Often confused with poison ivy due to its look, the plant’s leaves are relatively harmless to humans. And, unlike invasive vines like kudzu and wisteria, which Floridians are programmed to quickly remove, Virginia creeper has a few redeeming qualities. First, it adheres with padded tendrils that don’t root in a way that damages the host tree or home. Second, it is one of the first plants to begin getting fall color, giving off nice reds and purples. Third, it’s easy to grow; in fact, it’s probably harder not to grow it. 

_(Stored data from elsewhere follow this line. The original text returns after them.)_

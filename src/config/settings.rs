use crate::domain::model::TemplateKind;
use crate::domain::ports::SettingsSource;
use crate::utils::error::{ConsentError, Result};
use crate::utils::validation::{self, Validate};
use regex::Regex;
use serde::{Deserialize, Serialize};
use std::path::Path;
use std::sync::OnceLock;

/// Extension settings of the consent manager.
#[derive(Debug, Clone, Default, PartialEq, Serialize, Deserialize)]
#[serde(default)]
pub struct ExtensionSettings {
    /// Base URL of the seed API, e.g. `https://api.example.com/v1/`.
    pub end_point: Option<String>,
    pub revision_version: Option<u32>,
    pub cookie_path: Option<String>,
    /// Days.
    pub cookie_expiration: Option<u32>,
    pub hide_from_bots: bool,
    pub tracking_enabled: bool,
    pub tracking_script: Option<String>,
    pub templates: TemplateSettings,
}

#[derive(Debug, Clone, Default, PartialEq, Serialize, Deserialize)]
#[serde(default)]
pub struct TemplateSettings {
    pub consent_modal: Option<String>,
    pub settings_modal: Option<String>,
    pub settings_modal_category: Option<String>,
}

fn env_var_pattern() -> &'static Regex {
    static PATTERN: OnceLock<Regex> = OnceLock::new();
    PATTERN.get_or_init(|| Regex::new(r"\$\{([^}]+)\}").expect("env var pattern is valid"))
}

fn non_empty(value: &Option<String>) -> Option<&str> {
    value.as_deref().map(str::trim).filter(|v| !v.is_empty())
}

impl ExtensionSettings {
    /// 從 TOML 檔案載入設定
    pub fn from_file<P: AsRef<Path>>(path: P) -> Result<Self> {
        let content = std::fs::read_to_string(&path).map_err(ConsentError::IoError)?;
        Self::from_toml_str(&content)
    }

    /// 從 TOML 字串解析設定
    pub fn from_toml_str(content: &str) -> Result<Self> {
        let processed_content = Self::substitute_env_vars(content);

        toml::from_str(&processed_content).map_err(|e| ConsentError::ConfigValidationError {
            field: "toml_parsing".to_string(),
            message: format!("TOML parsing error: {}", e),
        })
    }

    /// 替換環境變數 (例如 ${CONSENT_API})，未設定的保留原樣
    fn substitute_env_vars(content: &str) -> String {
        env_var_pattern()
            .replace_all(content, |caps: &regex::Captures| {
                let var_name = &caps[1];
                std::env::var(var_name).unwrap_or_else(|_| format!("${{{}}}", var_name))
            })
            .into_owned()
    }

    /// 驗證設定的合理性
    pub fn validate_config(&self) -> Result<()> {
        if let Some(end_point) = non_empty(&self.end_point) {
            validation::validate_url("end_point", end_point)?;
        }

        if let Some(cookie_path) = non_empty(&self.cookie_path) {
            validation::validate_cookie_path("cookie_path", cookie_path)?;
        }

        if self.tracking_enabled && non_empty(&self.tracking_script).is_none() {
            return Err(ConsentError::MissingConfigError {
                field: "tracking_script".to_string(),
            });
        }

        for kind in TemplateKind::ALL {
            if let Some(path) = self.template_path(kind) {
                validation::validate_path(kind.constant_name(), path)?;
            }
        }

        Ok(())
    }
}

impl SettingsSource for ExtensionSettings {
    fn end_point(&self) -> Option<&str> {
        non_empty(&self.end_point)
    }

    // zero means unset
    fn revision_version(&self) -> Option<u32> {
        self.revision_version.filter(|v| *v > 0)
    }

    fn cookie_path(&self) -> Option<&str> {
        non_empty(&self.cookie_path)
    }

    fn cookie_expiration(&self) -> Option<u32> {
        self.cookie_expiration.filter(|v| *v > 0)
    }

    fn hide_from_bots(&self) -> bool {
        self.hide_from_bots
    }

    fn tracking_enabled(&self) -> bool {
        self.tracking_enabled
    }

    fn tracking_script(&self) -> Option<&str> {
        non_empty(&self.tracking_script)
    }

    fn template_path(&self, kind: TemplateKind) -> Option<&str> {
        match kind {
            TemplateKind::ConsentModal => non_empty(&self.templates.consent_modal),
            TemplateKind::SettingsModal => non_empty(&self.templates.settings_modal),
            TemplateKind::SettingsModalCategory => {
                non_empty(&self.templates.settings_modal_category)
            }
        }
    }
}

impl Validate for ExtensionSettings {
    fn validate(&self) -> Result<()> {
        self.validate_config()
    }
}

#[cfg(test)]
mod tests {
    use super::*;
    use std::io::Write;
    use tempfile::NamedTempFile;

    #[test]
    fn test_parse_full_settings() {
        let toml_content = r#"
end_point = "https://api.example.com/v1/"
revision_version = 4
cookie_path = "/shop"
cookie_expiration = 30
hide_from_bots = true
tracking_enabled = true
tracking_script = "js/tracking.js"

[templates]
consent_modal = "templates/consent.html"
"#;

        let settings = ExtensionSettings::from_toml_str(toml_content).unwrap();

        assert_eq!(settings.end_point(), Some("https://api.example.com/v1/"));
        assert_eq!(settings.revision_version(), Some(4));
        assert_eq!(settings.cookie_path(), Some("/shop"));
        assert_eq!(settings.cookie_expiration(), Some(30));
        assert!(settings.hide_from_bots());
        assert_eq!(
            settings.template_path(TemplateKind::ConsentModal),
            Some("templates/consent.html")
        );
        assert_eq!(settings.template_path(TemplateKind::SettingsModal), None);
        assert!(settings.validate().is_ok());
    }

    #[test]
    fn test_empty_values_count_as_unset() {
        let settings = ExtensionSettings::from_toml_str(
            r#"
revision_version = 0
cookie_path = ""
cookie_expiration = 0
"#,
        )
        .unwrap();

        assert_eq!(settings.revision_version(), None);
        assert_eq!(settings.cookie_path(), None);
        assert_eq!(settings.cookie_expiration(), None);
        assert!(settings.validate().is_ok());
    }

    #[test]
    fn test_env_var_substitution() {
        std::env::set_var("CONSENT_TEST_END_POINT", "https://seed.example.com/");

        let settings =
            ExtensionSettings::from_toml_str(r#"end_point = "${CONSENT_TEST_END_POINT}""#).unwrap();
        assert_eq!(settings.end_point(), Some("https://seed.example.com/"));

        std::env::remove_var("CONSENT_TEST_END_POINT");
    }

    #[test]
    fn test_config_validation() {
        let settings = ExtensionSettings::from_toml_str(r#"end_point = "invalid-url""#).unwrap();
        assert!(settings.validate().is_err());

        let settings = ExtensionSettings::from_toml_str("tracking_enabled = true").unwrap();
        assert!(matches!(
            settings.validate(),
            Err(ConsentError::MissingConfigError { .. })
        ));
    }

    #[test]
    fn test_long_cookie_expiration_is_accepted() {
        let settings = ExtensionSettings::from_toml_str("cookie_expiration = 36500").unwrap();
        assert_eq!(settings.cookie_expiration(), Some(36500));
        assert!(settings.validate().is_ok());
    }

    #[test]
    fn test_settings_from_file() {
        let mut temp_file = NamedTempFile::new().unwrap();
        temp_file.write_all(b"cookie_expiration = 90\n").unwrap();

        let settings = ExtensionSettings::from_file(temp_file.path()).unwrap();
        assert_eq!(settings.cookie_expiration(), Some(90));
    }
}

Keep an eye on it, though. If it gets out of control, Virginia creeper can hinder the growth of other trees and shrubs, and it can blend in before you realize it has taken over. The sneaky plant can wriggle through spaces unseen and pop out in unexpected locations (like the patch that reappears every summer in a certain second-story soffit, despite being yanked out repeatedly). 

Virginia creeper is deciduous, so it will lose its leaves, leaving behind spindly vines through the winter that have their own rustic appeal. So, don’t fear the creeper, but manage it wisely!